■ WHAT TO DO ■
Take the lines below between the one holding "build-system target name." and the one holding "impl TargetNaming for", inclusive, and copy them exactly. Add nothing.
*** RECORDS FOR PROCESSING ***
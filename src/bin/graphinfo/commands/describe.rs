//! `graphinfo describe` command

use anyhow::{Context, Result};

use crate::cli::DescribeArgs;
use graphinfo::ops::{describe_snapshot, OutputFormat};
use graphinfo::util::diagnostic::suggestions;
use graphinfo::util::GlobalContext;

pub fn execute(args: DescribeArgs) -> Result<()> {
    let ctx = GlobalContext::new()?;

    let snapshot = match args.snapshot {
        Some(path) => path,
        None => ctx.find_snapshot().ok_or_else(|| {
            anyhow::anyhow!(
                "could not find BuildGraph.toml in {} or any parent directory\n{}",
                ctx.cwd().display(),
                suggestions::NO_SNAPSHOT
            )
        })?,
    };

    // Config first, CLI flags override
    let mut opts = ctx.config().describe_options();
    if let Some(ref format) = args.format {
        opts.format = format
            .parse::<OutputFormat>()
            .map_err(|e| anyhow::anyhow!("{}", e))?;
    }
    if args.compact {
        opts.pretty = false;
    }

    tracing::debug!("Describing {} as {}", snapshot.display(), opts.format);

    let output = describe_snapshot(&snapshot, &opts)?;

    match args.output {
        Some(path) => {
            std::fs::write(&path, output)
                .with_context(|| format!("failed to write {}", path.display()))?;
            tracing::info!("Wrote {}", path.display());
        }
        None => print!("{}", output),
    }

    Ok(())
}
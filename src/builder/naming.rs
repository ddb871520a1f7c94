//! Build-system target names.
//!
//! The low-level build executor refers to every compiled artifact by a name
//! that depends on the build configuration. Targets always have such a name;
//! some product kinds do not, so the two capabilities are separate traits.

use thiserror::Error;

use crate::builder::configuration::BuildConfiguration;
use crate::core::{LibraryType, ProductType, ResolvedProduct, ResolvedTarget};

/// Error computing a product's build-system target name.
#[derive(Debug, Clone, PartialEq, Eq, Error)]
pub enum NamingError {
    #[error("{kind} product `{product}` has no build-system target name")]
    Unsupported { product: String, kind: ProductType },
}

/// Computes build-system target names for targets. Infallible.
pub trait TargetNaming {
    fn target_build_name(&self, target: &ResolvedTarget, config: BuildConfiguration) -> String;
}

/// Computes build-system target names for products.
pub trait ProductNaming {
    fn product_build_name(
        &self,
        product: &ResolvedProduct,
        config: BuildConfiguration,
    ) -> Result<String, NamingError>;
}

/// The naming scheme of the llbuild executor.
///
/// - targets: `<c99name>-<config>.module`
/// - executables and snippets: `<name>-<config>.exe`
/// - tests: `<name>-<config>.test`
/// - static libraries: `<name>-<config>.a`
/// - dynamic libraries: `<name>-<config>.dylib`
/// - macros: `<name>-<config>.macro`
#[derive(Debug, Clone, Copy, Default)]
pub struct LlbuildNaming;

impl TargetNaming for LlbuildNaming {
    fn target_build_name(&self, target: &ResolvedTarget, config: BuildConfiguration) -> String {
        format!("{}-{}.module", target.c99_name(), config)
    }
}

impl ProductNaming for LlbuildNaming {
    fn product_build_name(
        &self,
        product: &ResolvedProduct,
        config: BuildConfiguration,
    ) -> Result<String, NamingError> {
        let suffix = match product.product_type() {
            ProductType::Executable | ProductType::Snippet => "exe",
            ProductType::Test => "test",
            ProductType::Library(LibraryType::Static) => "a",
            ProductType::Library(LibraryType::Dynamic) => "dylib",
            ProductType::Macro => "macro",
            kind @ (ProductType::Library(LibraryType::Automatic) | ProductType::Plugin) => {
                return Err(NamingError::Unsupported {
                    product: product.name().to_string(),
                    kind,
                })
            }
        };

        Ok(format!("{}-{}.{}", product.name(), config, suffix))
    }
}
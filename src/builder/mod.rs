//! Build-system vocabulary.
//!
//! This module defines the build configurations and the names the low-level
//! build executor uses for targets and products.

pub mod configuration;
pub mod naming;

pub use configuration::BuildConfiguration;
pub use naming::{LlbuildNaming, NamingError, ProductNaming, TargetNaming};
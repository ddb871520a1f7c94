//! Test fixtures for common graph shapes.

use semver::Version;

use crate::core::{LibraryType, PackageId, ProductType, ResolvedTarget};
use crate::graph::PackageGraph;

/// Snapshot text equivalent to [`two_package_graph`].
pub const TWO_PACKAGE_SNAPSHOT: &str = r#"
[[package]]
name = "app"
version = "1.0.0"
dependencies = ["json"]

[[package.target]]
name = "App"

[[package.target]]
name = "AppTests"

[[package.product]]
name = "app"
type = "executable"
targets = ["App"]

[[package.product]]
name = "app-tests"
type = "test"
targets = ["AppTests"]

[[package]]
name = "json"
version = "2.1.0"
identity = "swift-json"

[[package.target]]
name = "JSON"

[[package.product]]
name = "JSON"
type = { library = "static" }
targets = ["JSON"]
"#;

/// Package "P" with an executable `exe` (target T1) and an automatic
/// library `autolib` (target T2).
pub fn exe_and_autolib_graph() -> PackageGraph {
    let mut graph = PackageGraph::new();
    let p = PackageId::new("P", Version::new(1, 0, 0));
    graph.add_package(p.clone());

    let t1 = graph.add_target(ResolvedTarget::new("T1"), Some(&p));
    let t2 = graph.add_target(ResolvedTarget::new("T2"), Some(&p));

    graph.add_product_with(&p, "exe", ProductType::Executable, vec![t1]);
    graph.add_product_with(
        &p,
        "autolib",
        ProductType::Library(LibraryType::Automatic),
        vec![t2],
    );

    graph
}

/// One package declaring a product of every kind, each with its own target.
pub fn every_product_kind_graph() -> PackageGraph {
    let kinds = [
        ("static", ProductType::Library(LibraryType::Static)),
        ("dynamic", ProductType::Library(LibraryType::Dynamic)),
        ("automatic", ProductType::Library(LibraryType::Automatic)),
        ("exe", ProductType::Executable),
        ("snippet", ProductType::Snippet),
        ("plugin", ProductType::Plugin),
        ("tests", ProductType::Test),
        ("macros", ProductType::Macro),
    ];

    let mut graph = PackageGraph::new();
    let pkg = PackageId::new("kinds", Version::new(0, 1, 0));
    graph.add_package(pkg.clone());

    for (name, kind) in kinds {
        let target = graph.add_target(ResolvedTarget::new(format!("{}-target", name)), Some(&pkg));
        graph.add_product_with(&pkg, name, kind, vec![target]);
    }

    graph
}

/// "app" depending on "json" (identity "swift-json").
pub fn two_package_graph() -> PackageGraph {
    let mut graph = PackageGraph::new();
    let app = PackageId::new("app", Version::new(1, 0, 0));
    let json = PackageId::with_identity("swift-json", "json", Version::new(2, 1, 0));

    graph.add_package(app.clone());
    graph.add_package(json.clone());
    graph.add_dependency(&app, &json);

    let app_target = graph.add_target(ResolvedTarget::new("App"), Some(&app));
    let app_tests = graph.add_target(ResolvedTarget::new("AppTests"), Some(&app));
    let json_target = graph.add_target(ResolvedTarget::new("JSON"), Some(&json));

    graph.add_product_with(&app, "app", ProductType::Executable, vec![app_target]);
    graph.add_product_with(&app, "app-tests", ProductType::Test, vec![app_tests]);
    graph.add_product_with(
        &json,
        "JSON",
        ProductType::Library(LibraryType::Static),
        vec![json_target],
    );

    graph
}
*** End of RECORDS FOR PROCESSING ***
■ THE COMPLETED TASK ■
/// Error computing a product's build-system target name.
#[derive(Debug, Clone, PartialEq, Eq, Error)]
pub enum NamingError {
    #[error("{kind} product `{product}` has no build-system target name")]
    Unsupported { product: String, kind: ProductType },
}

/// Computes build-system target names for targets. Infallible.
pub trait TargetNaming {
    fn target_build_name(&self, target: &ResolvedTarget, config: BuildConfiguration) -> String;
}

/// Computes build-system target names for products.
pub trait ProductNaming {
    fn product_build_name(
        &self,
        product: &ResolvedProduct,
        config: BuildConfiguration,
    ) -> Result<String, NamingError>;
}

/// The naming scheme of the llbuild executor.
///
/// - targets: `<c99name>-<config>.module`
/// - executables and snippets: `<name>-<config>.exe`
/// - tests: `<name>-<config>.test`
/// - static libraries: `<name>-<config>.a`
/// - dynamic libraries: `<name>-<config>.dylib`
/// - macros: `<name>-<config>.macro`
#[derive(Debug, Clone, Copy, Default)]
pub struct LlbuildNaming;

impl TargetNaming for LlbuildNaming {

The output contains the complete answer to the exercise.